Dual‐Release Free Iron and Breakdown of Ferroptosis Defenses to Achieve Ferroptosis Cascade Storms for Potent Antitumor Therapy

Abstract Ferroptosis is a newly identified type of regulated cell death characterized by iron‐dependent lipid peroxidation. Among the main ferroptosis‐suppressing systems, the dihydroorotate dehydrogenase (DHODH)‐ ubiquinone axis is closely related to mitochondria and energy metabolism, implying that the axis protects cells from oxidative stress damage via the maintenance of redox homeostasis. However, ferroptosis initiation requires a suitable oxidative environment and a breakthrough in redox homeostatic limitations by ferroptosis‐suppressing systems. Hence, the nanoparticles are rationally engineered to achieve efficient ferroptosis induction by releasing dual‐release free iron and disrupting ferroptosis‐suppressing systems.
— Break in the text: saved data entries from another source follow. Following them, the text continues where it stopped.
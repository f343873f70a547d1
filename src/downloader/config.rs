//! Download configuration constants

use std::time::Duration;

/// Retries per day after the first attempt
pub const MAX_RETRIES: u32 = 3;

/// Backoff unit in milliseconds; retry `i` waits `unit * 2^(i-1)`.
pub const INITIAL_BACKOFF_MS: u64 = 1000; // 1 second

/// Maximum backoff delay in milliseconds.
pub const MAX_BACKOFF_MS: u64 = 30000; // 30 seconds

/// Days downloaded at the same time.
pub const DEFAULT_CONCURRENCY: usize = 8;

/// Wall-clock cap for the whole download phase (seconds).
pub const DEFAULT_DOWNLOAD_DEADLINE_SECS: u64 = 60 * 60;

/// Failed days listed in the summary before it switches to "... and N more".
pub const MAX_FAILED_DAYS_DISPLAYED: usize = 10;

/// Suffix of an artifact while it is still being written
pub const PARTIAL_SUFFIX: &str = ".part";

/// Backoff before retry `retry` (1-based) for a given unit, capped at [`MAX_BACKOFF_MS`]
pub fn calculate_backoff(base: Duration, retry: u32) -> Duration {
    let exponent = retry.saturating_sub(1).min(20);
    let delay = base.saturating_mul(1u32 << exponent);
    delay.min(Duration::from_millis(MAX_BACKOFF_MS))
}
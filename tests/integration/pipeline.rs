//! End-to-end runs over the fake service and a mock content server

use crate::support::fake_service::{job, FakeExportService};
use crate::support::gzip::gzip;
use bulk_export_report::cli::{Pipeline, RunRequest};
use bulk_export_report::config::ExportConfig;
use bulk_export_report::job::DateWindow;
use bulk_export_report::{DayDetail, DayStatus};
use std::path::Path;
use std::sync::Arc;
use std::time::Duration;
use tempfile::TempDir;
use wiremock::matchers::{method, path};
use wiremock::{Mock, MockServer, ResponseTemplate};

fn config(root: &Path) -> ExportConfig {
    ExportConfig {
        download_root: root.to_path_buf(),
        max_retries: 0,
        backoff_base: Duration::from_millis(1),
        poll_interval: Duration::from_millis(10),
        max_wait: Duration::from_secs(5),
        new_job_initial_delay: Duration::ZERO,
        concurrency: 2,
        ..ExportConfig::default()
    }
}

fn finished_job(id: &str) -> bulk_export_report::ExportJob {
    job(
        id,
        "2025-04-01",
        "2025-04-03",
        vec![
            DayDetail::with_days(DayStatus::Completed, &["2025-04-01", "2025-04-02"]),
            DayDetail::with_days(DayStatus::CompletedEmptyRecords, &["2025-04-03"]),
        ],
    )
}

fn range_request() -> RunRequest {
    RunRequest::Range {
        window: DateWindow::parse("2025-04-01", "2025-04-03").unwrap(),
        name: "april".to_string(),
    }
}

async fn content_server() -> MockServer {
    let server = MockServer::start().await;
    Mock::given(method("GET"))
        .and(path("/content/2025-04-01"))
        .respond_with(ResponseTemplate::new(200).set_body_bytes(gzip(
            "{\"sid\":\"SM1\",\"to\":\"+15551230001\",\"price\":\"0.0079\"}\n",
        )))
        .mount(&server)
        .await;
    Mock::given(method("GET"))
        .and(path("/content/2025-04-02"))
        .respond_with(ResponseTemplate::new(200).set_body_bytes(gzip(
            "{\"sid\":\"SM2\",\"to\":\"+15551230002\",\"price\":\"0.0158\"}\n{\"sid\":\"SM3\"}\n",
        )))
        .mount(&server)
        .await;
    server
}

fn with_locations(service: FakeExportService, server: &MockServer) -> FakeExportService {
    service
        .with_location("2025-04-01", &format!("{}/content/2025-04-01", server.uri()))
        .with_location("2025-04-02", &format!("{}/content/2025-04-02", server.uri()))
}

#[tokio::test]
async fn test_existing_range_job_produces_report() {
    let server = content_server().await;
    let service = Arc::new(with_locations(
        FakeExportService::new().with_jobs(vec![finished_job("JS1")]),
        &server,
    ));
    let root = TempDir::new().unwrap();

    let result = Pipeline::new(config(root.path()), service.clone())
        .run(&range_request())
        .await;

    assert!(result.success, "run failed: {:?}", result.error);
    assert_eq!(result.record_count, Some(3));
    assert!(service.created().is_empty());

    let folder = root.path().join("job_JS1");
    assert_eq!(result.job_folder, Some(folder.display().to_string()));
    let csv_path = folder.join("export.csv");
    assert_eq!(result.csv_path, Some(csv_path.display().to_string()));

    let text = std::fs::read_to_string(csv_path).unwrap();
    assert_eq!(
        text,
        "sid;to;price\nSM1;=\"+15551230001\";0,0079\nSM2;=\"+15551230002\";0,0158\nSM3;;"
    );
    assert!(folder.join("files/export_2025-04-01.json.gz").exists());
    assert!(!folder.join("files/export_2025-04-03.json.gz").exists());
}

#[tokio::test]
async fn test_new_job_is_created_and_polled() {
    let server = content_server().await;
    let service = Arc::new(with_locations(
        FakeExportService::new().with_snapshots(vec![
            Ok(job("JS_NEW", "2025-04-01", "2025-04-03", vec![])),
            Ok(finished_job("JS_NEW")),
        ]),
        &server,
    ));
    let root = TempDir::new().unwrap();

    let result = Pipeline::new(config(root.path()), service.clone())
        .run(&range_request())
        .await;

    assert!(result.success, "run failed: {:?}", result.error);
    assert_eq!(result.record_count, Some(3));
    assert_eq!(service.created().len(), 1);
    assert_eq!(service.created()[0].2, "april");
    assert_eq!(service.fetch_calls(), 2);
}

#[tokio::test]
async fn test_job_id_request_uses_job_range() {
    let server = content_server().await;
    let service = Arc::new(with_locations(
        FakeExportService::new().with_jobs(vec![finished_job("JS1")]),
        &server,
    ));
    let root = TempDir::new().unwrap();

    let result = Pipeline::new(config(root.path()), service)
        .run(&RunRequest::ExistingJob {
            job_id: "JS1".to_string(),
        })
        .await;

    assert!(result.success, "run failed: {:?}", result.error);
    assert_eq!(result.record_count, Some(3));
}

#[tokio::test]
async fn test_all_downloads_failing_fails_the_run() {
    let service = Arc::new(FakeExportService::new().with_jobs(vec![finished_job("JS1")]));
    let root = TempDir::new().unwrap();

    let result = Pipeline::new(config(root.path()), service)
        .run(&range_request())
        .await;

    assert!(!result.success);
    assert_eq!(result.error.as_deref(), Some("all 2 day downloads failed"));
    assert!(result.job_folder.is_some());
    assert!(result.csv_path.is_none());
    assert!(!root.path().join("job_JS1/export.csv").exists());
}

#[tokio::test]
async fn test_empty_job_succeeds_without_report() {
    let empty = job(
        "JS1",
        "2025-04-01",
        "2025-04-03",
        vec![DayDetail::with_days(
            DayStatus::CompletedEmptyRecords,
            &["2025-04-01", "2025-04-02", "2025-04-03"],
        )],
    );
    let service = Arc::new(FakeExportService::new().with_jobs(vec![empty]));
    let root = TempDir::new().unwrap();

    let result = Pipeline::new(config(root.path()), service.clone())
        .run(&range_request())
        .await;

    assert!(result.success);
    assert_eq!(result.record_count, Some(0));
    assert!(result.csv_path.is_none());
    assert_eq!(service.location_calls(), 0);
}

#[tokio::test]
async fn test_unknown_job_id_fails_without_folder() {
    let service = Arc::new(FakeExportService::new());
    let root = TempDir::new().unwrap();

    let result = Pipeline::new(config(root.path()), service)
        .run(&RunRequest::ExistingJob {
            job_id: "JS404".to_string(),
        })
        .await;

    assert!(!result.success);
    assert!(result.job_folder.is_none());
    assert!(result.error.unwrap().contains("JS404"));
}

#[tokio::test]
async fn test_stale_days_in_reused_folder_stay_out_of_report() {
    let server = content_server().await;
    let service = Arc::new(with_locations(
        FakeExportService::new().with_jobs(vec![finished_job("JS1")]),
        &server,
    ));
    let root = TempDir::new().unwrap();
    let files = root.path().join("job_JS1").join("files");
    std::fs::create_dir_all(&files).unwrap();
    std::fs::write(
        files.join("export_2025-03-15.json.gz"),
        gzip("{\"sid\":\"STALE\"}\n"),
    )
    .unwrap();

    let result = Pipeline::new(config(root.path()), service)
        .run(&range_request())
        .await;

    assert!(result.success, "run failed: {:?}", result.error);
    assert_eq!(result.record_count, Some(3));
    let text = std::fs::read_to_string(root.path().join("job_JS1/export.csv")).unwrap();
    assert!(!text.contains("STALE"));
}
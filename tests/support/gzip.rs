//! Gzip fixtures

use flate2::write::GzEncoder;
use flate2::Compression;
use std::io::Write;
use std::path::{Path, PathBuf};

pub fn gzip(body: &str) -> Vec<u8> {
    let mut encoder = GzEncoder::new(Vec::new(), Compression::default());
    encoder.write_all(body.as_bytes()).unwrap();
    encoder.finish().unwrap()
}

pub fn write_artifact(dir: &Path, day: &str, body: &str) -> PathBuf {
    std::fs::create_dir_all(dir).unwrap();
    let path = dir.join(format!("export_{day}.json.gz"));
    std::fs::write(&path, gzip(body)).unwrap();
    path
}
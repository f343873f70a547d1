//! Record transform pipeline
//!
//! Turns a directory of day artifacts into the final report:
//!
//! 1. list `export_<day>.json.gz` files, in file name order
//! 2. decompress and parse each on the blocking pool ([`artifact`])
//! 3. merge in file name order, then stable-sort by day
//! 4. render and atomically write the report ([`crate::output::csv`])

use futures::future::join_all;
use std::collections::BTreeSet;
use std::path::{Path, PathBuf};
use tracing::{info, info_span, warn, Instrument};

use crate::metrics;
use crate::output::csv::{render_report, write_atomic};
use crate::output::OutputError;
use crate::Record;

pub mod artifact;

pub use artifact::{day_from_filename, parse_artifact, ParsedArtifact, MAX_PARSE_ERRORS_PER_FILE};

/// Transform errors
#[derive(Debug, thiserror::Error)]
pub enum TransformError {
    /// Reading an artifact or the artifact directory failed
    #[error("IO error on {path}: {source}")]
    Io {
        /// File or directory involved
        path: PathBuf,
        /// Underlying error
        #[source]
        source: std::io::Error,
    },

    /// Writing the report failed
    #[error("output error: {0}")]
    Output(#[from] OutputError),

    /// A blocking worker panicked or was cancelled
    #[error("worker task failed: {0}")]
    Worker(String),
}

impl TransformError {
    /// Wrap an IO error with the path it concerns
    pub fn io(path: impl Into<PathBuf>, source: std::io::Error) -> Self {
        Self::Io {
            path: path.into(),
            source,
        }
    }
}

/// Counters describing one transform run
#[derive(Debug, Clone, Default, PartialEq, Eq)]
pub struct TransformStats {
    /// Artifacts parsed successfully
    pub files_parsed: usize,
    /// Artifacts that could not be read
    pub files_failed: usize,
    /// Files ignored because their name is not an artifact name
    pub files_ignored: usize,
    /// Artifacts left out because their day is not part of this run
    pub files_outside_days: usize,
    /// Records in the report
    pub records: usize,
    /// Lines skipped as invalid
    pub skipped_lines: usize,
    /// Report columns
    pub columns: usize,
    /// Rows replaced by the placeholder
    pub failed_rows: usize,
}

/// What a transform run produced
#[derive(Debug, Clone, PartialEq, Eq)]
pub enum ReportOutcome {
    /// No records survived; nothing was written
    NoData(TransformStats),
    /// Report written to `path`
    Written {
        /// Report location
        path: PathBuf,
        /// Run counters
        stats: TransformStats,
    },
}

impl ReportOutcome {
    /// Counters of the run
    pub fn stats(&self) -> &TransformStats {
        match self {
            Self::NoData(stats) => stats,
            Self::Written { stats, .. } => stats,
        }
    }

    /// Report path, when one was written
    pub fn report_path(&self) -> Option<&Path> {
        match self {
            Self::NoData(_) => None,
            Self::Written { path, .. } => Some(path),
        }
    }
}

/// Merge parsed artifacts (already in file name order) and stable-sort by day
pub fn merge_by_day(artifacts: Vec<ParsedArtifact>) -> Vec<Record> {
    let mut tagged: Vec<(String, Record)> = artifacts
        .into_iter()
        .flat_map(|artifact| {
            let day = artifact.day;
            artifact
                .records
                .into_iter()
                .map(move |record| (day.clone(), record))
        })
        .collect();

    tagged.sort_by(|a, b| a.0.cmp(&b.0));
    tagged.into_iter().map(|(_, record)| record).collect()
}

/// Artifacts in `files_dir` as `(day, path)`, sorted by file name
async fn list_artifacts(
    files_dir: &Path,
    days: Option<&BTreeSet<String>>,
    stats: &mut TransformStats,
) -> Result<Vec<(String, PathBuf)>, TransformError> {
    let mut entries = tokio::fs::read_dir(files_dir)
        .await
        .map_err(|e| TransformError::io(files_dir, e))?;

    let mut found = Vec::new();
    while let Some(entry) = entries
        .next_entry()
        .await
        .map_err(|e| TransformError::io(files_dir, e))?
    {
        let path = entry.path();
        let is_file = entry
            .file_type()
            .await
            .map(|t| t.is_file())
            .unwrap_or(false);
        if !is_file {
            continue;
        }

        let file_name = entry.file_name().to_string_lossy().into_owned();
        match day_from_filename(&file_name) {
            Some(day) if days.is_some_and(|wanted| !wanted.contains(&day)) => {
                stats.files_outside_days += 1;
                warn!(file = %path.display(), "Ignoring artifact for a day outside this run");
            }
            Some(day) => found.push((file_name, day, path)),
            None => {
                stats.files_ignored += 1;
                warn!(file = %path.display(), "Ignoring file that is not a day artifact");
            }
        }
    }

    found.sort_by(|a, b| a.0.cmp(&b.0));
    Ok(found.into_iter().map(|(_, day, path)| (day, path)).collect())
}

/// Builds the report from a directory of artifacts
#[derive(Debug, Clone)]
pub struct ReportBuilder {
    max_parse_errors: usize,
    days: Option<BTreeSet<String>>,
}

impl Default for ReportBuilder {
    fn default() -> Self {
        Self {
            max_parse_errors: MAX_PARSE_ERRORS_PER_FILE,
            days: None,
        }
    }
}

impl ReportBuilder {
    /// Builder with the default parse error cap
    pub fn new() -> Self {
        Self::default()
    }

    /// Override the per-file parse error cap
    pub fn with_max_parse_errors(mut self, max: usize) -> Self {
        self.max_parse_errors = max.max(1);
        self
    }

    /// Only merge artifacts for these days; others in the directory are skipped
    pub fn with_days<I, S>(mut self, days: I) -> Self
    where
        I: IntoIterator<Item = S>,
        S: Into<String>,
    {
        self.days = Some(days.into_iter().map(Into::into).collect());
        self
    }

    /// Parse every artifact in `files_dir` and write the report to `report_path`
    pub async fn build(
        &self,
        files_dir: &Path,
        report_path: &Path,
    ) -> Result<ReportOutcome, TransformError> {
        let span = info_span!("transform", dir = %files_dir.display());
        self.build_inner(files_dir, report_path).instrument(span).await
    }

    async fn build_inner(
        &self,
        files_dir: &Path,
        report_path: &Path,
    ) -> Result<ReportOutcome, TransformError> {
        let mut stats = TransformStats::default();
        let artifacts = list_artifacts(files_dir, self.days.as_ref(), &mut stats).await?;
        info!(files = artifacts.len(), "Parsing day artifacts");

        let handles = artifacts.into_iter().map(|(day, path)| {
            let max_errors = self.max_parse_errors;
            tokio::task::spawn_blocking(move || parse_artifact(&path, &day, max_errors))
        });

        let mut parsed = Vec::new();
        for joined in join_all(handles).await {
            match joined {
                Ok(Ok(artifact)) => {
                    stats.files_parsed += 1;
                    stats.skipped_lines += artifact.skipped_lines;
                    parsed.push(artifact);
                }
                Ok(Err(e)) => {
                    stats.files_failed += 1;
                    warn!(error = %e, "Skipping unreadable artifact");
                }
                Err(e) => return Err(TransformError::Worker(e.to_string())),
            }
        }

        let records = merge_by_day(parsed);
        stats.records = records.len();
        metrics::record_transform(stats.records as u64, stats.skipped_lines as u64);

        if records.is_empty() {
            info!("No records found, report not written");
            return Ok(ReportOutcome::NoData(stats));
        }

        let path = report_path.to_path_buf();
        let (rendered, written) = tokio::task::spawn_blocking(move || {
            let rendered = render_report(&records);
            let written = write_atomic(&path, &rendered.text);
            (rendered, written)
        })
        .await
        .map_err(|e| TransformError::Worker(e.to_string()))?;
        let path = written?;

        stats.columns = rendered.columns.len();
        stats.failed_rows = rendered.failed_rows;
        info!(
            path = %path.display(),
            records = stats.records,
            columns = stats.columns,
            "Report written"
        );
        Ok(ReportOutcome::Written { path, stats })
    }
}

/// Build the report with default settings
pub async fn build_report(
    files_dir: &Path,
    report_path: &Path,
) -> Result<ReportOutcome, TransformError> {
    ReportBuilder::new().build(files_dir, report_path).await
}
Atovaquone (ATO)‐loaded hollow mesoporous etching zeolitic imidazolate framework‐67 double‐coated iron oxide/calcium phosphate (Fe 3 O 4 /CaP) is conjugated with polyethylene glycol. The external double‐coated Fe 3 O 4 /CaP structure enhances the efficiency of multiple reactive oxygen species (ROS) generation promoting oxidative stress. Still, it achieves free iron dual‐release to increase the content of unstable iron pools for igniting the ROS storm and lipid peroxidation spark. The release of ATO not only affects the energy metabolism of the mitochondrial respiratory chain by binding to complex III but also downregulates DHODH to restrict the ubiquinol system to disrupt the ferroptosis‐suppressing systems. Therefore, the design of this composite nanomedicine provides an approach for inducing ferroptosis and a theoretical basis for clinical ferroptosis anti‐tumor trials.